### What to produce
The response should be the lines of the data, starting at the first and ending at the one that contains "between risk tiers.", copied without change.

===== Data provided =====

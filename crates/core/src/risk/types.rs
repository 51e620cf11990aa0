//! Risk data types.

use std::fmt;

use rust_decimal::Decimal;
use runway_shared::config::{RecommendationConfig, RiskConfig};
use runway_shared::types::Money;
use serde::{Deserialize, Serialize};

use crate::projection::ProjectionResult;

/// Risk tier.
#[derive(Debug, Clone, Copy, PartialEq, Eq, Hash, Serialize, Deserialize)]
#[serde(rename_all = "snake_case")]
pub enum RiskLevel {
    /// Balance stays healthy.
    Low,
    /// Insolvency within the medium window, or a thin surplus.
    Medium,
    /// Insolvency within the high window.
    High,
}

impl fmt::Display for RiskLevel {
    fn fmt(&self, f: &mut fmt::Formatter<'_>) -> fmt::Result {
        match self {
            Self::Low => write!(f, "low"),
            Self::Medium => write!(f, "medium"),
            Self::High => write!(f, "high"),
        }
    }
}

/// Boundaries between risk tiers.
#[derive(Debug, Clone, Copy, PartialEq, Eq, Serialize, Deserialize)]
pub struct RiskThresholds {
    /// Insolvency at or before this month is `High`.
    pub high_within_months: u32,
    /// Insolvency at or before this month is `Medium`.
    pub medium_within_months: u32,
    /// A monthly surplus below this amount is `Medium`.
    pub min_healthy_surplus: Money,
}

impl Default for RiskThresholds {
    fn default() -> Self {
        Self {
            high_within_months: 3,
            medium_within_months: 6,
            min_healthy_surplus: Decimal::from(500),
        }
    }
}

impl From<&RiskConfig> for RiskThresholds {
    fn from(config: &RiskConfig) -> Self {
        Self {
            high_within_months: config.high_within_months,
            medium_within_months: config.medium_within_months,
            min_healthy_surplus: config.min_healthy_surplus,
        }
    }
}

/// Ordered advice for each risk tier.
///
/// Injected into the classifier so the text can be localized or replaced
/// in tests.
#[derive(Debug, Clone, PartialEq, Eq, Serialize, Deserialize)]
pub struct RecommendationTable {
    low: Vec<String>,
    medium: Vec<String>,
    high: Vec<String>,
}

impl RecommendationTable {
    /// Creates a table from one list per tier.
    #[must_use]
    pub const fn new(low: Vec<String>, medium: Vec<String>, high: Vec<String>) -> Self {
        Self { low, medium, high }
    }

    /// Advice for the given tier, in display order.
    #[must_use]
    pub fn for_level(&self, level: RiskLevel) -> &[String] {
        match level {
            RiskLevel::Low => &self.low,
            RiskLevel::Medium => &self.medium,
            RiskLevel::High => &self.high,
        }
    }
}

impl Default for RecommendationTable {
    fn default() -> Self {
        Self::from(&RecommendationConfig::default())
    }
}

impl From<&RecommendationConfig> for RecommendationTable {
    fn from(config: &RecommendationConfig) -> Self {
        Self::new(
            config.low.clone(),
            config.medium.clone(),
            config.high.clone(),
        )
    }
}

/// Result of classifying a projection.
#[derive(Debug, Clone, PartialEq, Eq, Serialize, Deserialize)]
pub struct RiskAssessment {
    /// Risk tier.
    pub level: RiskLevel,
    /// Projection the tier was derived from.
    pub projection: ProjectionResult,
    /// Advice for the tier, in display order.
    pub recommendations: Vec<String>,
}
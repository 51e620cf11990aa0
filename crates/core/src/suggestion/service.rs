//! Suggestion aggregation.

use rust_decimal::Decimal;
use runway_shared::types::MoneyMath;

use super::types::{Difficulty, SavingSuggestion, SuggestionSummary};

/// Aggregates savings suggestions.
pub struct SuggestionService;

impl SuggestionService {
    /// Sums monthly savings and annualizes them, keeping catalog order.
    ///
    /// An empty catalog yields zero totals. Totals saturate at the `Decimal`
    /// range.
    #[must_use]
    pub fn summarize(catalog: &[SavingSuggestion]) -> SuggestionSummary {
        let total_monthly = catalog.iter().fold(Decimal::ZERO, |total, s| {
            total.saturating_add(s.potential_monthly_saving)
        });

        SuggestionSummary {
            suggestions: catalog.to_vec(),
            total_monthly,
            total_annual: MoneyMath::annualize(total_monthly),
        }
    }

    /// Suggestions ordered by monthly saving, largest first.
    ///
    /// Ties keep catalog order.
    #[must_use]
    pub fn rank_by_saving(catalog: &[SavingSuggestion]) -> Vec<SavingSuggestion> {
        let mut ranked = catalog.to_vec();
        ranked.sort_by(|a, b| b.potential_monthly_saving.cmp(&a.potential_monthly_saving));
        ranked
    }

    /// Suggestions no harder than `max`, in catalog order.
    #[must_use]
    pub fn filter_by_difficulty(
        catalog: &[SavingSuggestion],
        max: Difficulty,
    ) -> Vec<SavingSuggestion> {
        catalog
            .iter()
            .filter(|s| s.difficulty <= max)
            .cloned()
            .collect()
    }
}

#[cfg(test)]
mod tests {
    use super::*;
    use rust_decimal_macros::dec;

    fn suggestion(title: &str, saving: Decimal, difficulty: Difficulty) -> SavingSuggestion {
        SavingSuggestion::new(title, "", "General", saving, difficulty)
    }

    #[test]
    fn test_summarize_totals() {
        let catalog = vec![
            suggestion("a", dec!(45), Difficulty::Easy),
            suggestion("b", dec!(120.50), Difficulty::Medium),
        ];

        let summary = SuggestionService::summarize(&catalog);

        assert_eq!(summary.total_monthly, dec!(165.50));
        assert_eq!(summary.total_annual, dec!(1986.00));
        assert_eq!(summary.suggestions, catalog);
    }

    #[test]
    fn test_summarize_empty_catalog() {
        let summary = SuggestionService::summarize(&[]);

        assert!(summary.suggestions.is_empty());
        assert_eq!(summary.total_monthly, Decimal::ZERO);
        assert_eq!(summary.total_annual, Decimal::ZERO);
    }

    #[test]
    fn test_summarize_saturates() {
        let catalog = vec![
            suggestion("a", Decimal::MAX, Difficulty::Easy),
            suggestion("b", Decimal::MAX, Difficulty::Hard),
        ];

        let summary = SuggestionService::summarize(&catalog);

        assert_eq!(summary.total_monthly, Decimal::MAX);
        assert_eq!(summary.total_annual, Decimal::MAX);
    }

    #[test]
    fn test_rank_by_saving_is_stable() {
        let catalog = vec![
            suggestion("small", dec!(10), Difficulty::Easy),
            suggestion("big", dec!(100), Difficulty::Hard),
            suggestion("tie-first", dec!(50), Difficulty::Easy),
            suggestion("tie-second", dec!(50), Difficulty::Medium),
        ];

        let titles: Vec<_> = SuggestionService::rank_by_saving(&catalog)
            .into_iter()
            .map(|s| s.title)
            .collect();

        assert_eq!(titles, vec!["big", "tie-first", "tie-second", "small"]);
    }

    #[test]
    fn test_filter_by_difficulty() {
        let catalog = vec![
            suggestion("hard", dec!(100), Difficulty::Hard),
            suggestion("easy", dec!(10), Difficulty::Easy),
            suggestion("medium", dec!(50), Difficulty::Medium),
        ];

        let titles: Vec<_> = SuggestionService::filter_by_difficulty(&catalog, Difficulty::Medium)
            .into_iter()
            .map(|s| s.title)
            .collect();

        assert_eq!(titles, vec!["easy", "medium"]);
    }

    #[test]
    fn test_by_difficulty_totals() {
        let catalog = vec![
            suggestion("a", dec!(10), Difficulty::Easy),
            suggestion("b", dec!(15), Difficulty::Easy),
            suggestion("c", dec!(100), Difficulty::Hard),
        ];

        let totals = SuggestionService::summarize(&catalog).by_difficulty();

        assert_eq!(totals.easy, dec!(25));
        assert_eq!(totals.medium, Decimal::ZERO);
        assert_eq!(totals.hard, dec!(100));
    }
}
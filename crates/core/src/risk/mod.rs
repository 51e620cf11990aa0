//! Insolvency risk classification.

pub mod classifier;
pub mod types;


pub use classifier::RiskClassifier;
pub use types::{RecommendationTable, RiskAssessment, RiskLevel, RiskThresholds};
//! CLI argument definitions using clap.

use std::path::PathBuf;

use chrono::NaiveDate;
use clap::{Parser, Subcommand};
use rust_decimal::Decimal;

/// Runway - see how long your money lasts
#[derive(Parser)]
#[command(name = "runway")]
#[command(about = "Personal finance forecasting and advice", long_about = None)]
#[command(version)]
pub struct Cli {
    /// Enable verbose logging
    #[arg(short, long, global = true)]
    pub verbose: bool,

    #[command(subcommand)]
    pub command: Commands,
}

#[derive(Subcommand)]
pub enum Commands {
    /// Project the balance, classify risk and report goal progress
    Forecast {
        /// Snapshot JSON file
        snapshot: PathBuf,

        /// Months to project (defaults to the configured horizon)
        #[arg(long)]
        horizon: Option<u32>,

        /// First projected month, YYYY-MM-DD, used to label each month
        #[arg(long)]
        start: Option<NaiveDate>,
    },

    /// Analyze a one-time purchase
    Purchase {
        /// Snapshot JSON file
        snapshot: PathBuf,

        /// Purchase amount
        #[arg(short, long)]
        amount: Decimal,

        /// What is being bought
        #[arg(short, long)]
        description: Option<String>,
    },

    /// Show savings suggestions and their totals
    Suggestions {
        /// Suggestions ranked by saving instead of catalog order
        #[arg(long)]
        ranked: bool,
    },

    /// Compare planned and actual spending per category
    Budget {
        /// Categories JSON file (array of {category, actual, planned})
        categories: PathBuf,
    },
}
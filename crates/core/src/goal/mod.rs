//! Savings goal progress.

pub mod tracker;
pub mod types;

pub use tracker::GoalTracker;
pub use types::GoalProgress;
//! Suggestion data types.

use rust_decimal::Decimal;
use runway_shared::types::Money;
use serde::{Deserialize, Serialize};

/// Effort needed to act on a suggestion.
#[derive(Debug, Clone, Copy, PartialEq, Eq, PartialOrd, Ord, Hash, Serialize, Deserialize)]
#[serde(rename_all = "snake_case")]
pub enum Difficulty {
    /// Can be done today.
    Easy,
    /// Needs a habit change.
    Medium,
    /// Needs planning or third parties.
    Hard,
}

/// A way to save money every month.
#[derive(Debug, Clone, PartialEq, Eq, Serialize, Deserialize)]
pub struct SavingSuggestion {
    /// Short title.
    pub title: String,
    /// What to do.
    pub description: String,
    /// Spending category the saving comes from.
    pub category: String,
    /// Expected saving per month.
    pub potential_monthly_saving: Money,
    /// Effort tier.
    pub difficulty: Difficulty,
}

impl SavingSuggestion {
    /// Creates a suggestion.
    #[must_use]
    pub fn new(
        title: impl Into<String>,
        description: impl Into<String>,
        category: impl Into<String>,
        potential_monthly_saving: Money,
        difficulty: Difficulty,
    ) -> Self {
        Self {
            title: title.into(),
            description: description.into(),
            category: category.into(),
            potential_monthly_saving,
            difficulty,
        }
    }
}

/// Suggestions with their aggregate savings.
///
/// `total_annual` is always `total_monthly * 12`.
#[derive(Debug, Clone, PartialEq, Eq, Serialize, Deserialize)]
pub struct SuggestionSummary {
    /// Suggestions in catalog order.
    pub suggestions: Vec<SavingSuggestion>,
    /// Sum of monthly savings.
    pub total_monthly: Money,
    /// Yearly equivalent of `total_monthly`.
    pub total_annual: Money,
}

impl SuggestionSummary {
    /// Monthly savings per difficulty tier.
    #[must_use]
    pub fn by_difficulty(&self) -> DifficultyTotals {
        let mut totals = DifficultyTotals::default();
        for suggestion in &self.suggestions {
            let slot = match suggestion.difficulty {
                Difficulty::Easy => &mut totals.easy,
                Difficulty::Medium => &mut totals.medium,
                Difficulty::Hard => &mut totals.hard,
            };
            *slot = slot.saturating_add(suggestion.potential_monthly_saving);
        }
        totals
    }
}

/// Monthly savings split by difficulty.
#[derive(Debug, Clone, Copy, Default, PartialEq, Eq, Serialize, Deserialize)]
pub struct DifficultyTotals {
    /// Savings from easy suggestions.
    pub easy: Decimal,
    /// Savings from medium suggestions.
    pub medium: Decimal,
    /// Savings from hard suggestions.
    pub hard: Decimal,
}
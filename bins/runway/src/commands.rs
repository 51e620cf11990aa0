//! Command implementations.
//!
//! Each command builds a JSON report; `main` prints it.

use std::fs;
use std::path::Path;

use anyhow::{Context, Result};
use chrono::NaiveDate;
use runway_core::budget::{BudgetCategory, BudgetService};
use runway_core::goal::GoalTracker;
use runway_core::projection::{ProjectionEngine, ProjectionOptions};
use runway_core::purchase::{PurchaseAnalyzer, PurchaseRequest};
use runway_core::risk::RiskClassifier;
use runway_core::snapshot::FinancialSnapshot;
use runway_core::suggestion::SuggestionCatalog;
use runway_shared::AppConfig;
use rust_decimal::Decimal;
use serde::de::DeserializeOwned;
use serde_json::{Value, json};
use tracing::info;

/// Reads and parses a JSON file.
pub fn read_json<T: DeserializeOwned>(path: &Path) -> Result<T> {
    let raw = fs::read_to_string(path)
        .with_context(|| format!("Failed to read {}", path.display()))?;
    serde_json::from_str(&raw).with_context(|| format!("Invalid JSON in {}", path.display()))
}

/// Projection, risk assessment and goal progress for a snapshot.
pub fn forecast(
    config: &AppConfig,
    snapshot: &FinancialSnapshot,
    horizon: Option<u32>,
    start: Option<NaiveDate>,
) -> Result<Value> {
    let mut options = ProjectionOptions::new(horizon.unwrap_or(config.projection.horizon_months));
    if let Some(start) = start {
        options = options.starting(start);
    }

    let projection = ProjectionEngine::project_with(snapshot, &options)?;
    let assessment = RiskClassifier::from_config(&config.risk).classify(snapshot, projection);
    let goal = GoalTracker::progress(snapshot)?;
    let stays_solvent = assessment.projection.stays_solvent();
    info!(level = %assessment.level, stays_solvent, "forecast ready");

    Ok(json!({
        "stays_solvent": stays_solvent,
        "risk": assessment,
        "goal": goal,
    }))
}

/// Purchase impact report.
pub fn purchase(
    snapshot: &FinancialSnapshot,
    amount: Decimal,
    description: Option<String>,
) -> Result<Value> {
    let mut request = PurchaseRequest::new(amount);
    if let Some(description) = description {
        request = request.with_description(description);
    }

    let impact = PurchaseAnalyzer::analyze(snapshot, &request)?;
    info!(verdict = ?impact.verdict, "purchase analyzed");

    Ok(json!({
        "request": request,
        "impact": impact,
    }))
}

/// Loads the configured suggestion catalog, or the built-in one.
pub fn load_catalog(config: &AppConfig) -> Result<SuggestionCatalog> {
    match &config.suggestions.catalog_path {
        Some(path) => read_json(path),
        None => Ok(SuggestionCatalog::default()),
    }
}

/// Suggestion summary with per-difficulty totals.
pub fn suggestions(catalog: &SuggestionCatalog, ranked: bool) -> Value {
    let mut summary = catalog.summarize();
    if ranked {
        summary.suggestions = catalog.ranked();
    }
    let by_difficulty = summary.by_difficulty();

    json!({
        "summary": summary,
        "by_difficulty": by_difficulty,
    })
}

/// Per-category budget statuses and batch totals.
///
/// Rejected categories appear in place with their error message.
pub fn budget(categories: &[BudgetCategory]) -> Result<Value> {
    let outcomes = BudgetService::evaluate(categories);
    let overview = BudgetService::summarize(&outcomes);

    let items = outcomes
        .iter()
        .map(|outcome| match outcome {
            Ok(status) => serde_json::to_value(status).map(|status| json!({ "ok": status })),
            Err(e) => Ok(json!({
                "error": {
                    "category": e.category(),
                    "message": e.to_string(),
                }
            })),
        })
        .collect::<Result<Vec<_>, _>>()?;

    Ok(json!({
        "categories": items,
        "overview": overview,
    }))
}
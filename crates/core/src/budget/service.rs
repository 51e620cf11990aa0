//! Budget service for per-category evaluation.

use rust_decimal::Decimal;
use runway_shared::types::MoneyMath;
use tracing::warn;

use super::error::BudgetError;
use super::types::{BudgetCategory, BudgetOutcome, BudgetOverview, BudgetStatus};

/// Budget service for business logic.
pub struct BudgetService;

impl BudgetService {
    /// Evaluates one category.
    ///
    /// - `percentage_used = actual / planned * 100`
    /// - `over_budget = percentage_used > 100`
    /// - `overage_amount = max(0, actual - planned)`
    ///
    /// # Errors
    ///
    /// Returns `BudgetError::NonPositivePlanned` if `planned <= 0`.
    /// Returns `BudgetError::NegativeActual` if `actual < 0`.
    /// Returns `BudgetError::Overflow` if the percentage is out of range.
    pub fn evaluate_category(category: &BudgetCategory) -> Result<BudgetStatus, BudgetError> {
        if category.actual < Decimal::ZERO {
            return Err(BudgetError::NegativeActual {
                category: category.category.clone(),
                actual: category.actual,
            });
        }
        if category.planned <= Decimal::ZERO {
            return Err(BudgetError::NonPositivePlanned {
                category: category.category.clone(),
                planned: category.planned,
            });
        }

        let percentage_used = MoneyMath::percent_of(category.actual, category.planned).ok_or_else(
            || BudgetError::Overflow {
                category: category.category.clone(),
                actual: category.actual,
                planned: category.planned,
            },
        )?;

        Ok(BudgetStatus {
            category: category.category.clone(),
            actual: category.actual,
            planned: category.planned,
            percentage_used,
            over_budget: percentage_used > Decimal::ONE_HUNDRED,
            overage_amount: MoneyMath::non_negative(category.actual - category.planned),
            remaining: MoneyMath::non_negative(category.planned - category.actual),
        })
    }

    /// Evaluates every category in order.
    ///
    /// A failing category yields an `Err` in its slot and never stops the
    /// rest of the batch.
    #[must_use]
    pub fn evaluate(categories: &[BudgetCategory]) -> Vec<BudgetOutcome> {
        categories
            .iter()
            .map(|category| {
                let outcome = Self::evaluate_category(category);
                if let Err(err) = &outcome {
                    warn!(category = %category.category, error = %err, "skipped budget category");
                }
                outcome
            })
            .collect()
    }

    /// Totals over the successful outcomes of a batch.
    #[must_use]
    pub fn summarize(outcomes: &[BudgetOutcome]) -> BudgetOverview {
        let mut overview = BudgetOverview::default();

        for outcome in outcomes {
            match outcome {
                Ok(status) => {
                    overview.total_planned = overview.total_planned.saturating_add(status.planned);
                    overview.total_actual = overview.total_actual.saturating_add(status.actual);
                    if status.over_budget {
                        overview.over_budget_count += 1;
                    }
                }
                Err(_) => overview.rejected_count += 1,
            }
        }

        if overview.total_planned > Decimal::ZERO {
            overview.overall_percentage_used =
                MoneyMath::percent_of(overview.total_actual, overview.total_planned)
                    .unwrap_or(Decimal::MAX);
        }
        overview
    }
}
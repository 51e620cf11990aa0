//! Budget error types.

use rust_decimal::Decimal;
use thiserror::Error;

/// Reasons a single budget category cannot be evaluated.
#[derive(Debug, Clone, PartialEq, Eq, Error)]
pub enum BudgetError {
    /// Planned amount is zero or negative, so no percentage exists.
    #[error("Planned budget for {category} must be positive, got {planned}")]
    NonPositivePlanned {
        /// Category name.
        category: String,
        /// Offending planned amount.
        planned: Decimal,
    },

    /// Actual spending cannot be negative.
    #[error("Actual spending for {category} cannot be negative: {actual}")]
    NegativeActual {
        /// Category name.
        category: String,
        /// Offending actual amount.
        actual: Decimal,
    },

    /// Percentage used does not fit in a `Decimal`.
    #[error("Percentage used for {category} is out of range: {actual} of {planned}")]
    Overflow {
        /// Category name.
        category: String,
        /// Actual amount.
        actual: Decimal,
        /// Planned amount.
        planned: Decimal,
    },
}

impl BudgetError {
    /// Category the error belongs to.
    #[must_use]
    pub fn category(&self) -> &str {
        match self {
            Self::NonPositivePlanned { category, .. }
            | Self::NegativeActual { category, .. }
            | Self::Overflow { category, .. } => category,
        }
    }
}
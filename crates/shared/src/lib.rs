//! Shared types and configuration for Runway.
//!
//! This crate provides common building blocks used by the engine and its hosts:
//! - Money arithmetic with decimal precision (no floats)
//! - Configuration management (thresholds, recommendation tables, catalog location)

pub mod config;
pub mod types;

pub use config::AppConfig;
//! Budget data types.

use rust_decimal::Decimal;
use runway_shared::types::Money;
use serde::{Deserialize, Serialize};

use super::error::BudgetError;

/// Planned and actual spending for one category.
#[derive(Debug, Clone, PartialEq, Eq, Serialize, Deserialize)]
pub struct BudgetCategory {
    /// Category name, e.g. "Food".
    pub category: String,
    /// Amount spent so far.
    pub actual: Money,
    /// Amount planned for the period.
    pub planned: Money,
}

impl BudgetCategory {
    /// Creates a category entry.
    #[must_use]
    pub fn new(category: impl Into<String>, actual: Money, planned: Money) -> Self {
        Self {
            category: category.into(),
            actual,
            planned,
        }
    }
}

/// Evaluation of one category.
#[derive(Debug, Clone, PartialEq, Eq, Serialize, Deserialize)]
pub struct BudgetStatus {
    /// Category name.
    pub category: String,
    /// Amount spent.
    pub actual: Money,
    /// Amount planned.
    pub planned: Money,
    /// `actual / planned * 100`, 2 decimal places.
    pub percentage_used: Decimal,
    /// True when `percentage_used > 100`.
    pub over_budget: bool,
    /// `max(0, actual - planned)`.
    pub overage_amount: Money,
    /// `max(0, planned - actual)`.
    pub remaining: Money,
}

/// Result for one category of a batch.
pub type BudgetOutcome = Result<BudgetStatus, BudgetError>;

/// Totals over the successfully evaluated categories of a batch.
#[derive(Debug, Clone, Default, PartialEq, Eq, Serialize, Deserialize)]
pub struct BudgetOverview {
    /// Sum of planned amounts.
    pub total_planned: Money,
    /// Sum of actual amounts.
    pub total_actual: Money,
    /// `total_actual / total_planned * 100`, zero when nothing was evaluated.
    pub overall_percentage_used: Decimal,
    /// Categories over budget.
    pub over_budget_count: usize,
    /// Categories rejected with an error.
    pub rejected_count: usize,
}
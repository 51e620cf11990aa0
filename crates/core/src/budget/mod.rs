//! Budget tracking against planned spending per category.

pub mod error;
pub mod service;
pub mod types;

#[cfg(test)]
mod tests;

pub use error::BudgetError;
pub use service::BudgetService;
pub use types::{BudgetCategory, BudgetOutcome, BudgetOverview, BudgetStatus};
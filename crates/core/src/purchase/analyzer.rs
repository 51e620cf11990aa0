//! Purchase impact analyzer.

use rust_decimal::Decimal;
use runway_shared::types::{Money, MoneyMath};
use tracing::debug;

use super::error::PurchaseError;
use super::types::{PurchaseImpactResult, PurchaseRequest, PurchaseVerdict};
use crate::snapshot::{FinancialSnapshot, MonthsToRecover};

/// Verdict, message, alternative advice and wait period.
type Verdict = (
    PurchaseVerdict,
    String,
    Option<String>,
    Option<MonthsToRecover>,
);

/// Analyzes how a one-time purchase affects balance and savings goal.
pub struct PurchaseAnalyzer;

impl PurchaseAnalyzer {
    /// Runs the what-if analysis.
    ///
    /// - `post_purchase_balance = current_balance - amount`
    /// - `savings_impact = max(0, amount - (current_balance - savings_goal))`
    /// - `months_to_recover_impact = ceil(savings_impact / surplus)`, or
    ///   `Unreachable` when the surplus is zero or negative
    /// - `affordable = post_purchase_balance >= 0`
    ///
    /// # Errors
    ///
    /// Returns `PurchaseError::InvalidAmount` if the amount is not positive,
    /// or `PurchaseError::Snapshot` if the snapshot is invalid.
    pub fn analyze(
        snapshot: &FinancialSnapshot,
        request: &PurchaseRequest,
    ) -> Result<PurchaseImpactResult, PurchaseError> {
        if request.amount <= Decimal::ZERO {
            return Err(PurchaseError::InvalidAmount(request.amount));
        }
        snapshot.validate()?;

        let post_purchase_balance = snapshot.current_balance - request.amount;
        let safety_margin = snapshot.safety_margin();
        let savings_impact = MoneyMath::non_negative(request.amount.saturating_sub(safety_margin));
        let months_to_recover_impact = snapshot.months_to_cover(savings_impact);
        let affordable = post_purchase_balance >= Decimal::ZERO;

        let result = if affordable {
            if savings_impact > Decimal::ZERO {
                Self::impacts_savings(savings_impact, months_to_recover_impact)
            } else {
                Self::recommended()
            }
        } else {
            Self::not_recommended(snapshot, post_purchase_balance)
        };
        let (verdict, message, alternative_advice, wait_months) = result;

        debug!(
            amount = %request.amount,
            %post_purchase_balance,
            %savings_impact,
            ?verdict,
            "analyzed purchase"
        );

        Ok(PurchaseImpactResult {
            affordable,
            post_purchase_balance,
            safety_margin,
            savings_impact,
            months_to_recover_impact,
            wait_months,
            verdict,
            message,
            alternative_advice,
        })
    }

    fn recommended() -> Verdict {
        (
            PurchaseVerdict::Recommended,
            "Recommended: this purchase has no significant impact on your finances".to_string(),
            None,
            None,
        )
    }

    fn impacts_savings(savings_impact: Money, months: MonthsToRecover) -> Verdict {
        let advice = match months {
            MonthsToRecover::Months(_) => {
                format!("Your surplus restores the savings goal in {months}")
            }
            MonthsToRecover::Unreachable => {
                "Your current surplus cannot restore the savings goal; consider a smaller purchase"
                    .to_string()
            }
        };

        (
            PurchaseVerdict::ImpactsSavingsGoal,
            format!("Possible, but it reduces your savings goal by {savings_impact}"),
            Some(advice),
            None,
        )
    }

    fn not_recommended(snapshot: &FinancialSnapshot, post_purchase_balance: Money) -> Verdict {
        let shortfall = post_purchase_balance.abs();
        let wait = snapshot.months_to_cover(shortfall);
        let advice = match wait {
            MonthsToRecover::Months(_) => {
                format!("Wait {wait} and save the missing {shortfall} before buying")
            }
            MonthsToRecover::Unreachable => format!(
                "Your monthly surplus cannot cover the missing {shortfall}; reduce expenses before buying"
            ),
        };

        (
            PurchaseVerdict::NotRecommended,
            format!(
                "Not recommended: this purchase would leave a negative balance of {post_purchase_balance}"
            ),
            Some(advice),
            Some(wait),
        )
    }
}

=====

### Written solution
filename crates/core/src/risk/types.rs
repository 51e620cf11990aa0
//! Risk data types.

use std::fmt;

use rust_decimal::Decimal;
use runway_shared::config::{RecommendationConfig, RiskConfig};
use runway_shared::types::Money;
use serde::{Deserialize, Serialize};

use crate::projection::ProjectionResult;

/// Risk tier.
#[derive(Debug, Clone, Copy, PartialEq, Eq, Hash, Serialize, Deserialize)]
#[serde(rename_all = "snake_case")]
pub enum RiskLevel {
    /// Balance stays healthy.
    Low,
    /// Insolvency within the medium window, or a thin surplus.
    Medium,
    /// Insolvency within the high window.
    High,
}

impl fmt::Display for RiskLevel {
    fn fmt(&self, f: &mut fmt::Formatter<'_>) -> fmt::Result {
        match self {
            Self::Low => write!(f, "low"),
            Self::Medium => write!(f, "medium"),
            Self::High => write!(f, "high"),
        }
    }
}

/// Boundaries between risk tiers.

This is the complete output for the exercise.